EIC has developed our Life in Flight program to meet this industry
challenge head on. The program will provide unique and mutually
beneficial pathways for future aviation talent and EIC air
operators. Key to the strategy was the acquisition of
Moncton Flight College with its
strong and successful history in training the next generation of
pilots. We are excited to offer this program and will provide
additional information at our Annual General Meeting on
May 8th where the program
will be officially unveiled."
Conference Call Notice
Management will hold a conference call to discuss the
Corporation's 2019 first quarter financial results on May 8, 2019 at 8:30 a.m.
ET. To join the conference call, dial 1-888-231-8191 or
647-427-7450. Please dial in 15 minutes prior to the call to secure
a line. The conference call will be archived for replay until
May 15, 2019 at midnight. To access
the archived conference call, please dial 1-855-859-2056 and enter
the encore code 1487494.
A live audio webcast of the conference call will be available at
www.ExchangeIncomeCorp.ca and www.newswire.ca. Please connect
at least 15 minutes prior to the conference call to ensure adequate
time for any software download that may be required to join the
webcast. An archived replay of the webcast will be available for 90
days.
About Exchange Income Corporation
Exchange Income Corporation is a diversified
acquisition-oriented company, focused in two sectors: aerospace
& aviation services and equipment, and manufacturing. The
Corporation uses a disciplined acquisition strategy to identify
already profitable, well-established companies that have strong
management teams, generate steady cash flow, operate in niche
markets and have opportunities for organic growth.

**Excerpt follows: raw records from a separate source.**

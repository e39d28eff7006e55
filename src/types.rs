//! Type-safe wrapper for BDD variables.
use std::fmt;

/// A variable identifier (1-indexed).
///
/// Variables are ordered by their id: smaller ids are closer to the root.
///
/// # Invariants
///
/// - Variable IDs must be >= 1 (0 is reserved for terminals)
#[derive(Debug, Copy, Clone, Eq, PartialEq, Ord, PartialOrd, Hash)]
pub struct Var(u32);

impl Var {
    /// Creates a new variable with the given ID.
    ///
    /// # Panics
    ///
    /// Panics if `id == 0`. Variables must be 1-indexed.
    pub fn new(id: u32) -> Self {
        assert_ne!(id, 0, "Variable IDs must be >= 1");
        Var(id)
    }

    /// Creates the variable for a 0-based index, i.e. `Var::new(index + 1)`.
    ///
    /// # Panics
    ///
    /// Panics if `index + 1` does not fit into `u32`.
    pub fn from_index(index: usize) -> Self {
        let id = u32::try_from(index + 1).expect("Variable index does not fit into u32");
        Var(id)
    }

    /// Returns the raw variable ID as a `u32`.
    pub fn id(self) -> u32 {
        self.0
    }

    /// Returns the 0-based index of the variable.
    pub fn index(self) -> usize {
        (self.0 - 1) as usize
    }

    /// Positive DIMACS-style literal of this variable.
    pub fn pos(self) -> i32 {
        self.0 as i32
    }

    /// Negative DIMACS-style literal of this variable.
    pub fn neg(self) -> i32 {
        -(self.0 as i32)
    }
}

impl fmt::Display for Var {
    fn fmt(&self, f: &mut fmt::Formatter<'_>) -> fmt::Result {
        write!(f, "x{}", self.0)
    }
}

impl From<Var> for u32 {
    fn from(var: Var) -> Self {
        var.0
    }
}
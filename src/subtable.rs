//! Per-variable unique tables.
//!
//! Each subtable stores the nodes labelled with one variable, keyed by their
//! `(low, high)` children. Since all nodes of a subtable share the variable,
//! the variable is not part of the key.

use std::collections::HashMap;

use crate::reference::Ref;

#[derive(Debug, Clone)]
pub struct Subtable {
    /// The variable of all nodes in this subtable.
    pub variable: u32,

    /// Map from (low, high) to node index in the node table.
    nodes: HashMap<(Ref, Ref), u32>,
}

impl Subtable {
    pub fn new(variable: u32) -> Self {
        Self {
            variable,
            nodes: HashMap::new(),
        }
    }

    /// Look up a node by its children.
    pub fn find(&self, low: Ref, high: Ref) -> Option<u32> {
        self.nodes.get(&(low, high)).copied()
    }

    pub fn insert(&mut self, low: Ref, high: Ref, index: u32) {
        self.nodes.insert((low, high), index);
    }

    pub fn remove(&mut self, low: Ref, high: Ref) -> Option<u32> {
        self.nodes.remove(&(low, high))
    }

    #[cfg(test)]
    pub(crate) fn len(&self) -> usize {
        self.nodes.len()
    }

    #[cfg(test)]
    pub(crate) fn is_empty(&self) -> bool {
        self.nodes.is_empty()
    }
}

#[cfg(test)]
mod tests {
    use super::*;

    #[test]
    fn test_subtable_basic() {
        let mut st = Subtable::new(1);

        let low = Ref::negative(1);
        let high = Ref::positive(1);

        assert!(st.find(low, high).is_none());

        st.insert(low, high, 42);
        assert_eq!(st.find(low, high), Some(42));
        assert_eq!(st.len(), 1);

        assert_eq!(st.remove(low, high), Some(42));
        assert!(st.find(low, high).is_none());
        assert!(st.is_empty());
    }

    #[test]
    fn test_subtable_key_is_ordered_pair() {
        let mut st = Subtable::new(3);
        st.insert(Ref::positive(2), Ref::positive(3), 20);

        assert_eq!(st.find(Ref::positive(2), Ref::positive(3)), Some(20));
        assert_eq!(st.find(Ref::positive(3), Ref::positive(2)), None);
        assert_eq!(st.find(Ref::negative(2), Ref::positive(3)), None);
    }
}
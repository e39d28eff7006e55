use std::cell::Cell;

use crate::reference::Ref;
use crate::utils::{hash3, MyHash};

struct Entry<K, V> {
    key: K,
    value: V,
}

/// Direct-mapped computed table: each key hashes to exactly one slot, and a new
/// entry simply evicts the old one.
pub struct Cache<K, V> {
    data: Vec<Option<Entry<K, V>>>,
    bitmask: u64,
    hits: Cell<usize>,
    misses: Cell<usize>,
}

impl<K, V> Cache<K, V> {
    /// Create a new cache of size `2^bits`.
    pub fn new(bits: usize) -> Self {
        assert!(bits <= 31, "Bits should be in the range 0..=31");

        let size = 1 << bits;
        let bitmask = (size - 1) as u64;

        Self {
            data: std::iter::repeat_with(|| None).take(size).collect(),
            bitmask,
            hits: Cell::new(0),
            misses: Cell::new(0),
        }
    }

    /// Get the number of cache hits.
    pub fn hits(&self) -> usize {
        self.hits.get()
    }
    /// Get the number of cache misses.
    pub fn misses(&self) -> usize {
        self.misses.get()
    }

    /// Reset the cache.
    pub fn clear(&mut self) {
        self.data.fill_with(|| None);
    }

    fn index(&self, hash: u64) -> usize {
        (hash & self.bitmask) as usize
    }
}

impl<K, V> Cache<K, V>
where
    K: MyHash + Eq,
{
    /// Get the cached result.
    pub fn get(&self, key: &K) -> Option<&V> {
        let index = self.index(key.hash());
        match &self.data[index] {
            Some(entry) if &entry.key == key => {
                self.hits.set(self.hits.get() + 1);
                Some(&entry.value)
            }
            _ => {
                self.misses.set(self.misses.get() + 1);
                None
            }
        }
    }

    /// Insert a result into the cache.
    pub fn insert(&mut self, key: K, value: V) {
        let index = self.index(key.hash());
        self.data[index] = Some(Entry { key, value });
    }
}

impl MyHash for (Ref, Ref, Ref) {
    fn hash(&self) -> u64 {
        hash3(
            self.0.raw() as u64,
            self.1.raw() as u64,
            self.2.raw() as u64,
        )
    }
}
impl Bdd {
    pub fn stats(&self) -> BddStats {
        let storage = self.storage.borrow();
        let cache = self.cache.borrow();
        BddStats {
            capacity: storage.capacity(),
            live_nodes: storage.real_size(),
            num_vars: storage.num_vars(),
            cache_hits: cache.hits(),
            cache_misses: cache.misses(),
        }
    }

    pub fn num_vars(&self) -> usize {
        self.storage.borrow().num_vars()
    }

    /// Allocate a fresh variable below all existing ones in the order.
    pub fn new_var(&self) -> Result<Var, BddError> {
        let id = self.storage.borrow_mut().add_variable()?;
        let var = Var::new(id);
        // Make sure the literal fits, so that a full table is reported here.
        self.mk_var(var)?;
        debug!("new_var() -> {}", var);
        Ok(var)
    }

    pub fn variable(&self, index: u32) -> u32 {
        self.storage.borrow().node(index).variable
    }
    pub fn low(&self, index: u32) -> Ref {
        self.storage.borrow().node(index).low
    }
    pub fn high(&self, index: u32) -> Ref {
        self.storage.borrow().node(index).high
    }

    pub fn low_node(&self, node: Ref) -> Ref {
        let low = self.low(node.index());
        if node.is_negated() {
            -low
        } else {
            low
        }
    }
    pub fn high_node(&self, node: Ref) -> Ref {
        let high = self.high(node.index());
        if node.is_negated() {
            -high
        } else {
            high
        }
    }

    pub fn is_zero(&self, node: Ref) -> bool {
        node == self.zero
    }
    pub fn is_one(&self, node: Ref) -> bool {
        node == self.one
    }
    pub fn is_terminal(&self, node: Ref) -> bool {
        self.is_zero(node) || self.is_one(node)
    }

    pub fn mk_node(&self, v: u32, low: Ref, high: Ref) -> Result<Ref, BddError> {
        debug!("mk(v = {}, low = {}, high = {})", v, low, high);

        assert_ne!(v, 0, "Variable index should not be zero");

        // Handle canonicity
        if high.is_negated() {
            debug!("mk: restoring canonicity");
            return Ok(-self.mk_node(v, -low, -high)?);
        }

        // Handle duplicates
        if low == high {
            debug!("mk: duplicates {} == {}", low, high);
            return Ok(low);
        }

        let i = self.storage.borrow_mut().put(Node {
            variable: v,
            low,
            high,
        })?;
        Ok(Ref::positive(i))
    }

    pub fn mk_var(&self, v: Var) -> Result<Ref, BddError> {
        self.check_var(v.id())?;
        self.mk_node(v.id(), self.zero, self.one)
    }

    /// The diagram of `v` (for `polarity = true`) or `¬v` (for `polarity = false`).
    pub fn literal(&self, v: Var, polarity: bool) -> Result<Ref, BddError> {
        let x = self.mk_var(v)?;
        Ok(if polarity { x } else { -x })
    }

    /// Conjunction of the given DIMACS-style literals, built bottom-up without ITE.
    pub fn cube(&self, literals: impl IntoIterator<Item = i32>) -> Result<Ref, BddError> {
        let mut literals = literals.into_iter().collect::<Vec<_>>();
        literals.sort_by_key(|&v| v.abs());
        debug!("cube(literals = {:?})", literals);
        literals.reverse();
        let mut current = self.one;
        for lit in literals {
            assert_ne!(lit, 0, "Variable index should not be zero");
            self.check_var(lit.unsigned_abs())?;
            current = if lit < 0 {
                self.mk_node(lit.unsigned_abs(), current, self.zero)?
            } else {
                self.mk_node(lit as u32, self.zero, current)?
            };
        }
        Ok(current)
    }

    /// Disjunction of the given DIMACS-style literals, built bottom-up without ITE.
    pub fn clause(&self, literals: impl IntoIterator<Item = i32>) -> Result<Ref, BddError> {
        let mut literals = literals.into_iter().collect::<Vec<_>>();
        literals.sort_by_key(|&v| v.abs());
        debug!("clause(literals = {:?})", literals);
        literals.reverse();
        let mut current = self.zero;
        for lit in literals {
            assert_ne!(lit, 0, "Variable index should not be zero");
            self.check_var(lit.unsigned_abs())?;
            current = if lit < 0 {
                self.mk_node(lit.unsigned_abs(), self.one, current)?
            } else {
                self.mk_node(lit as u32, current, self.one)?
            };
        }
        Ok(current)
    }

    fn check_var(&self, v: u32) -> Result<(), BddError> {
        if v as usize > self.num_vars() {
            Err(BddError::UnknownVariable(v))
        } else {
            Ok(())
        }
    }

    pub fn top_cofactors(&self, node: Ref, v: u32) -> (Ref, Ref) {
        assert_ne!(v, 0, "Variable index should not be zero");

        let i = node.index();
        if self.is_terminal(node) || v < self.variable(i) {
            return (node, node);
        }
        assert_eq!(v, self.variable(i));
        if node.is_negated() {
            (-self.low(i), -self.high(i))
        } else {
            (self.low(i), self.high(i))
        }
    }

    /// Apply the ITE operation to the arguments.
    ///
    /// ```text
    /// ITE(x, y, z) = (x ∧ y) ∨ (¬x ∧ z)
    /// ```
    ///
    /// # Examples
    ///
    /// ```
    /// use queens_bdd::bdd::Bdd;
    ///
    /// let bdd = Bdd::default();
    /// let x = bdd.new_var().unwrap();
    /// let y = bdd.new_var().unwrap();
    /// let z = bdd.new_var().unwrap();
    /// let (x, y, z) = (bdd.mk_var(x).unwrap(), bdd.mk_var(y).unwrap(), bdd.mk_var(z).unwrap());
    ///
    /// let f = bdd.apply_ite(x, y, z).unwrap();
    /// let x_and_y = bdd.apply_and(x, y).unwrap();
    /// let not_x_and_z = bdd.apply_and(-x, z).unwrap();
    /// assert_eq!(f, bdd.apply_or(x_and_y, not_x_and_z).unwrap());
    /// ```
    pub fn apply_ite(&self, f: Ref, g: Ref, h: Ref) -> Result<Ref, BddError> {
        debug!("apply_ite(f = {}, g = {}, h = {})", f, g, h);

        // Base cases:
        //   ite(1,G,H) => G
        //   ite(0,G,H) => H
        if self.is_one(f) {
            return Ok(g);
        }
        if self.is_zero(f) {
            return Ok(h);
        }

        // From now on, F is known not to be a constant
        assert!(!self.is_terminal(f));

        // More base cases:
        //   ite(F,G,G) => G
        //   ite(F,1,0) => F
        //   ite(F,0,1) => ~F
        //   ite(F,1,~F) => 1
        //   ite(F,F,1) => 1
        //   ite(F,~F,0) => 0
        //   ite(F,0,F) => F
        if g == h {
            return Ok(g);
        }
        if self.is_one(g) && self.is_zero(h) {
            return Ok(f);
        }
        if self.is_zero(g) && self.is_one(h) {
            return Ok(-f);
        }
        if self.is_one(g) && h == -f {
            return Ok(self.one);
        }
        if g == f && self.is_one(h) {
            return Ok(self.one);
        }
        if g == -f && self.is_zero(h) {
            return Ok(self.zero);
        }
        if self.is_zero(g) && h == f {
            return Ok(f);
        }

        // Standard triples:
        //   ite(F,F,H) => ite(F,1,H)
        //   ite(F,G,F) => ite(F,G,0)
        //   ite(F,~F,H) => ite(F,0,H)
        //   ite(F,G,~F) => ite(F,G,1)
        if g == f {
            return self.apply_ite(f, self.one, h);
        }
        if h == f {
            return self.apply_ite(f, g, self.zero);
        }
        if g == -f {
            return self.apply_ite(f, self.zero, h);
        }
        if h == -f {
            return self.apply_ite(f, g, self.one);
        }

        let i = self.variable(f.index());
        let j = self.variable(g.index());
        let k = self.variable(h.index());
        assert_ne!(i, 0);

        // Equivalent pairs:
        //   ite(F,1,H) == ite(H,1,F) == F ∨ H
        //   ite(F,G,0) == ite(G,F,0) == F ∧ G
        //   ite(F,G,1) == ite(~G,~F,1) == F -> G
        //   ite(F,0,H) == ite(~H,0,~F) == ~F ∧ H
        //   ite(F,G,~G) == ite(G,F,~F)
        // (choose the one with the lowest variable)
        if self.is_one(g) && k < i {
            assert_ne!(k, 0);
            return self.apply_ite(h, self.one, f);
        }
        if self.is_zero(h) && j < i {
            assert_ne!(j, 0);
            return self.apply_ite(g, f, self.zero);
        }
        if self.is_one(h) && j < i {
            assert_ne!(j, 0);
            return self.apply_ite(-g, -f, self.one);
        }
        if self.is_zero(g) && k < i {
            assert_ne!(k, 0);
            return self.apply_ite(-h, self.zero, -f);
        }
        if g == -h && j < i {
            assert_ne!(j, 0);
            return self.apply_ite(g, f, -f);
        }

        // Make sure the first two pointers (f and g) are regular (not negated)
        let (mut f, mut g, mut h) = (f, g, h);

        // ite(~F,G,H) => ite(F,H,G)
        if f.is_negated() {
            f = -f;
            std::mem::swap(&mut g, &mut h);
        }

        // ite(F,~G,H) => ~ite(F,G,~H)
        let mut n = false;
        if g.is_negated() {
            n = true;
            g = -g;
            h = -h;
        }

        let (f, g, h) = (f, g, h);

        let key = (f, g, h);
        if let Some(&res) = self.cache.borrow().get(&key) {
            debug!("cache: apply_ite(f = {}, g = {}, h = {}) -> {}", f, g, h, res);
            return Ok(if n { -res } else { res });
        }

        // Determine the top variable:
        let mut m = i;
        if j != 0 {
            m = m.min(j);
        }
        if k != 0 {
            m = m.min(k);
        }
        assert_ne!(m, 0);

        let (f0, f1) = self.top_cofactors(f, m);
        let (g0, g1) = self.top_cofactors(g, m);
        let (h0, h1) = self.top_cofactors(h, m);

        let e = self.apply_ite(f0, g0, h0)?;
        let t = self.apply_ite(f1, g1, h1)?;

        let res = self.mk_node(m, e, t)?;
        debug!("computed: apply_ite(f = {}, g = {}, h = {}) -> {}", f, g, h, res);
        self.cache.borrow_mut().insert(key, res);

        Ok(if n { -res } else { res })
    }

    pub fn apply_not(&self, f: Ref) -> Ref {
        -f
    }

    pub fn apply_and(&self, u: Ref, v: Ref) -> Result<Ref, BddError> {
        debug!("apply_and(u = {}, v = {})", u, v);
        self.apply_ite(u, v, self.zero)
    }

    pub fn apply_or(&self, u: Ref, v: Ref) -> Result<Ref, BddError> {
        debug!("apply_or(u = {}, v = {})", u, v);
        self.apply_ite(u, self.one, v)
    }

    pub fn apply_and_many(&self, nodes: impl IntoIterator<Item = Ref>) -> Result<Ref, BddError> {
        let mut res = self.one;
        for node in nodes {
            res = self.apply_and(res, node)?;
            if self.is_zero(res) {
                break;
            }
        }
        Ok(res)
    }

    pub fn apply_or_many(&self, nodes: impl IntoIterator<Item = Ref>) -> Result<Ref, BddError> {
        let mut res = self.zero;
        for node in nodes {
            res = self.apply_or(res, node)?;
            if self.is_one(res) {
                break;
            }
        }
        Ok(res)
    }

    /// Restrict `f` by `v <- value`.
    ///
    /// The result does not depend on `v`.
    pub fn restrict(&self, f: Ref, v: Var, value: bool) -> Result<Ref, BddError> {
        debug!("restrict(f = {}, v = {}, value = {})", f, v, value);
        let mut cache = HashMap::new();
        self.restrict_(f, v.id(), value, &mut cache)
    }

    fn restrict_(
        &self,
        f: Ref,
        v: u32,
        b: bool,
        cache: &mut HashMap<u32, Ref>,
    ) -> Result<Ref, BddError> {
        if self.is_terminal(f) {
            return Ok(f);
        }

        let i = self.variable(f.index());

        if v < i {
            // 'f' does not depend on 'v'
            return Ok(f);
        }

        if v == i {
            return Ok(if b {
                self.high_node(f)
            } else {
                self.low_node(f)
            });
        }

        // Memoize on the regular node, complement on the way out.
        let res = match cache.get(&f.index()) {
            Some(&res) => res,
            None => {
                let r = f.regular();
                let low = self.restrict_(self.low_node(r), v, b, cache)?;
                let high = self.restrict_(self.high_node(r), v, b, cache)?;
                let res = self.mk_node(i, low, high)?;
                cache.insert(f.index(), res);
                res
            }
        };
        Ok(if f.is_negated() { -res } else { res })
    }

    /// Indices of all nodes reachable from `nodes`, the terminal included.
    pub fn descendants(&self, nodes: impl IntoIterator<Item = Ref>) -> HashSet<u32> {
        let mut visited = HashSet::new();
        visited.insert(self.one.index());
        let mut queue = VecDeque::from_iter(nodes);

        while let Some(node) = queue.pop_front() {
            let i = node.index();
            if visited.insert(i) {
                queue.push_back(self.low(i));
                queue.push_back(self.high(i));
            }
        }

        visited
    }

    /// Number of nodes in `f`, the terminal included.
    pub fn size(&self, f: Ref) -> usize {
        self.descendants([f]).len()
    }

    /// Drop all nodes not reachable from `roots`.
    ///
    /// Every `Ref` not reachable from `roots` is invalid afterwards.
    pub fn collect_garbage(&self, roots: &[Ref]) -> usize {
        debug!("Collecting garbage from {} roots...", roots.len());
        self.cache.borrow_mut().clear();
        let alive = self.descendants(roots.iter().copied());
        self.storage.borrow_mut().sweep(&alive)
    }

    pub fn to_bracket_string(&self, node: Ref) -> String {
        if self.is_zero(node) {
            return "(0)".to_string();
        } else if self.is_one(node) {
            return "(1)".to_string();
        }

        let v = self.variable(node.index());
        let low = self.low_node(node);
        let high = self.high_node(node);

        format!(
            "{}:(x{}, {}, {})",
            node,
            v,
            self.to_bracket_string(high),
            self.to_bracket_string(low)
        )
    }
}
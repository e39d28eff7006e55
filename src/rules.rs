//! N-Queens constraints as a single BDD.
//!
//! The board has one variable per cell, `cell_var(n, row, column)`, laid out
//! row-major. The rule is the conjunction of:
//!
//! - the **row rule**: every row holds at least one queen;
//! - the **field rule**: a queen on a cell excludes every other queen in its
//!   row, its column, its diagonal (`row - column` constant) and its
//!   anti-diagonal (`row + column` constant).
//!
//! Together they admit exactly the placements of `n` non-attacking queens.

use log::{debug, info};

use crate::bdd::Bdd;
use crate::error::{BddError, QueensError};
use crate::reference::Ref;
use crate::types::Var;

/// The variable of the cell `(row, column)` on an `n`×`n` board.
///
/// Cell `(row, column)` has index `row * n + column`, i.e. variable id
/// `row * n + column + 1`.
pub fn cell_var(n: usize, row: usize, column: usize) -> Var {
    assert!(row < n && column < n, "Cell is outside the board");
    Var::from_index(row * n + column)
}

/// Cells attacked by a queen on `(row, column)`, in no particular order.
pub fn peers(n: usize, row: usize, column: usize) -> Vec<(usize, usize)> {
    let mut cells = Vec::new();

    // Same row and same column
    cells.extend((0..n).filter(|&l| l != column).map(|l| (row, l)));
    cells.extend((0..n).filter(|&k| k != row).map(|k| (k, column)));

    for k in (0..n).filter(|&k| k != row) {
        // Diagonal: k - c = row - column  =>  c = column + k - row
        if let Some(c) = (column + k).checked_sub(row) {
            if c < n {
                cells.push((k, c));
            }
        }
        // Anti-diagonal: k + c = row + column  =>  c = row + column - k
        if let Some(c) = (row + column).checked_sub(k) {
            if c < n {
                cells.push((k, c));
            }
        }
    }

    cells
}

/// Every row holds at least one queen.
pub fn row_rule(bdd: &Bdd, n: usize) -> Result<Ref, BddError> {
    let mut rule = bdd.one;
    for row in 0..n {
        let clause = bdd.clause((0..n).map(|column| cell_var(n, row, column).pos()))?;
        rule = bdd.apply_and(rule, clause)?;
    }
    debug!("row rule of size {}", bdd.size(rule));
    Ok(rule)
}

/// A queen on a cell forces every attacked cell to be empty.
pub fn field_rule(bdd: &Bdd, n: usize) -> Result<Ref, BddError> {
    let rule = add_field_constraints(bdd, n, bdd.one, false)?;
    debug!("field rule of size {}", bdd.size(rule));
    Ok(rule)
}

fn add_field_constraints(
    bdd: &Bdd,
    n: usize,
    mut rule: Ref,
    reclaim: bool,
) -> Result<Ref, BddError> {
    for row in 0..n {
        for column in 0..n {
            let x = bdd.literal(cell_var(n, row, column), true)?;
            let free = bdd.cube(
                peers(n, row, column)
                    .into_iter()
                    .map(|(k, l)| cell_var(n, k, l).neg()),
            )?;
            let clause = bdd.apply_or(-x, free)?;
            rule = bdd.apply_and(rule, clause)?;

            if reclaim {
                let stats = bdd.stats();
                if stats.live_nodes > stats.capacity / 2 {
                    let freed = bdd.collect_garbage(&[rule]);
                    debug!("reclaimed {} nodes at ({}, {})", freed, row, column);
                }
            }
        }
    }
    Ok(rule)
}

/// Build the full N-Queens rule: the row rule and the field rule together.
///
/// The manager must already hold exactly `n * n` variables. When the node
/// table fills past half its capacity, nodes unreachable from the partial rule
/// are collected, so other diagrams in the same manager do not survive this call.
pub fn build_rules(bdd: &Bdd, n: usize) -> Result<Ref, QueensError> {
    if n == 0 {
        return Err(QueensError::InvalidSize(n));
    }
    let expected = n * n;
    let allocated = bdd.num_vars();
    if allocated != expected {
        return Err(QueensError::VariablesNotAllocated {
            expected,
            allocated,
        });
    }

    // Row constraints first keep the partial products small.
    let rows = row_rule(bdd, n)?;
    let rules = add_field_constraints(bdd, n, rows, true)?;
    info!(
        "Built rules for n = {}: size {}, {:?}",
        n,
        bdd.size(rules),
        bdd
    );
    Ok(rules)
}

#[cfg(test)]
mod tests {
    use num_bigint::BigUint;
    use test_log::test;

    use super::*;

    fn sized(n: usize) -> Bdd {
        let bdd = Bdd::default();
        for _ in 0..n * n {
            bdd.new_var().unwrap();
        }
        bdd
    }

    #[test]
    fn test_cell_var_is_bijection() {
        let n = 5;
        let mut seen = std::collections::HashSet::new();
        for row in 0..n {
            for column in 0..n {
                let v = cell_var(n, row, column);
                assert_eq!(v.index(), row * n + column);
                assert!(seen.insert(v));
            }
        }
        assert_eq!(seen.len(), n * n);
    }

    #[test]
    fn test_peers_corner() {
        let mut cells = peers(4, 0, 0);
        cells.sort();
        assert_eq!(
            cells,
            vec![
                (0, 1),
                (0, 2),
                (0, 3),
                (1, 0),
                (1, 1),
                (2, 0),
                (2, 2),
                (3, 0),
                (3, 3)
            ]
        );
    }

    #[test]
    fn test_peers_center() {
        let mut cells = peers(4, 1, 2);
        cells.sort();
        assert_eq!(
            cells,
            vec![
                (0, 1),
                (0, 2),
                (0, 3),
                (1, 0),
                (1, 1),
                (1, 3),
                (2, 1),
                (2, 2),
                (2, 3),
                (3, 0),
                (3, 2)
            ]
        );
    }

    #[test]
    fn test_peers_are_symmetric() {
        let n = 6;
        for row in 0..n {
            for column in 0..n {
                for (k, l) in peers(n, row, column) {
                    assert_ne!((k, l), (row, column));
                    assert!(peers(n, k, l).contains(&(row, column)));
                }
            }
        }
    }

    #[test]
    fn test_rules_before_sizing() {
        let bdd = Bdd::default();
        bdd.new_var().unwrap();
        assert_eq!(
            build_rules(&bdd, 2),
            Err(QueensError::VariablesNotAllocated {
                expected: 4,
                allocated: 1
            })
        );
        assert_eq!(build_rules(&bdd, 0), Err(QueensError::InvalidSize(0)));
    }

    #[test]
    fn test_single_cell() {
        let bdd = sized(1);
        let rules = build_rules(&bdd, 1).unwrap();
        assert_eq!(rules, bdd.mk_var(Var::new(1)).unwrap());
    }

    #[test]
    fn test_row_rule_small() {
        let bdd = sized(2);
        let rows = row_rule(&bdd, 2).unwrap();
        // (x1 ∨ x2) ∧ (x3 ∨ x4): 3 * 3 assignments
        assert_eq!(bdd.sat_count(rows, 4), BigUint::from(9u32));
    }

    #[test]
    fn test_solution_counts() {
        for (n, count) in [(1u32, 1u32), (2, 0), (3, 0), (4, 2), (5, 10), (6, 4)] {
            let n = n as usize;
            let bdd = sized(n);
            let rules = build_rules(&bdd, n).unwrap();
            assert_eq!(bdd.sat_count(rules, n * n), BigUint::from(count), "n = {}", n);
        }
    }

    #[test]
    fn test_build_rules_matches_conjunction() {
        let bdd = sized(5);
        let rules = build_rules(&bdd, 5).unwrap();
        let rows = row_rule(&bdd, 5).unwrap();
        let fields = field_rule(&bdd, 5).unwrap();
        assert_eq!(rules, bdd.apply_and(rows, fields).unwrap());
    }

    #[test]
    fn test_build_rules_under_pressure() {
        // Tight table for the partial products.
        let bdd = Bdd::new(14);
        for _ in 0..36 {
            bdd.new_var().unwrap();
        }
        let rules = build_rules(&bdd, 6).unwrap();
        assert_eq!(bdd.sat_count(rules, 36), BigUint::from(4u32));
    }

    #[test]
    fn test_eight_queens_count() {
        let bdd = sized(8);
        let rules = build_rules(&bdd, 8).unwrap();
        assert_eq!(bdd.sat_count(rules, 64), BigUint::from(92u32));
    }
}
/// [SplitMix64][splitmix] finalizer, a cheap bijective mixer for `u64` values.
///
/// [splitmix]: https://prng.di.unimi.it/splitmix64.c
pub fn mix64(x: u64) -> u64 {
    let mut z = x.wrapping_add(0x9E37_79B9_7F4A_7C15);
    z = (z ^ (z >> 30)).wrapping_mul(0xBF58_476D_1CE4_E5B9);
    z = (z ^ (z >> 27)).wrapping_mul(0x94D0_49BB_1331_11EB);
    z ^ (z >> 31)
}

/// Combine two `u64` values into one hash.
pub fn hash2(a: u64, b: u64) -> u64 {
    mix64(mix64(a) ^ b.rotate_left(32))
}

/// Combine three `u64` values into one hash.
pub fn hash3(a: u64, b: u64, c: u64) -> u64 {
    hash2(hash2(a, b), c)
}

pub trait MyHash {
    /// Hash used to pick a slot in the computed table.
    fn hash(&self) -> u64;
}

#[cfg(test)]
impl MyHash for (u64, u64) {
    fn hash(&self) -> u64 {
        hash2(self.0, self.1)
    }
}

#[cfg(test)]
mod tests {
    use super::*;

    #[test]
    fn test_mix_is_not_identity() {
        assert_ne!(mix64(0), 0);
        assert_ne!(mix64(1), mix64(2));
    }

    #[test]
    fn test_hash_order_matters() {
        assert_ne!(hash2(1, 2), hash2(2, 1));
        assert_ne!(hash3(1, 2, 3), hash3(3, 2, 1));
        assert_ne!(hash3(1, 2, 3), hash3(1, 3, 2));
    }

    #[test]
    fn test_hash_no_overflow_on_large_values() {
        let _ = hash3(u64::MAX, u64::MAX - 1, u64::MAX);
        let _ = (u64::MAX, u64::MAX).hash();
    }
}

The Corporation currently operates two segments: Aerospace &
Aviation and Manufacturing. The Aerospace & Aviation segment
consists of the operations of Perimeter Aviation, Keewatin Air,
Calm Air International, Bearskin Lake Air Service (operating as a
division of Perimeter Aviation), Custom Helicopters, Regional One,
Provincial Aerospace and Moncton Flight
College, and an investment in Wasaya Group. The
Manufacturing segment consists of the operations of Overlanders
Manufacturing, Water Blast, Stainless Fabrication, WesTower
Communications, Ben Machine and Quest Window Systems. For more
information on the Corporation, please visit
www.ExchangeIncomeCorp.ca. Additional information relating to the
Corporation, including all public filings, is available on SEDAR
(www.sedar.com).
Caution concerning forward-looking
statements
The statements contained in this news
release that are forward-looking are based on current expectations
and are subject to several uncertainties and risks, and actual
results may differ materially. These uncertainties and risks
include, but are not limited to, the dependence of Exchange Income
Corporation on the operations and assets currently owned by it, the
degree to which its subsidiaries are leveraged, the fact that cash
distributions are not guaranteed and will fluctuate with the
Corporation's financial performance, dilution, restrictions on
potential future growth, the risk of shareholder liability,
competitive pressures (including price competition), changes in
market activity, the cyclicality of the industries, seasonality of
the businesses, poor weather conditions, foreign currency
fluctuations, legal proceedings, commodity prices and raw material
exposure, dependence on key personnel, and environmental, health
and safety and other regulatory requirements. Further information
about these and other risks and uncertainties can be found in the
disclosure documents filed by the Corporation with the securities
regulatory authorities, available at www.sedar.com.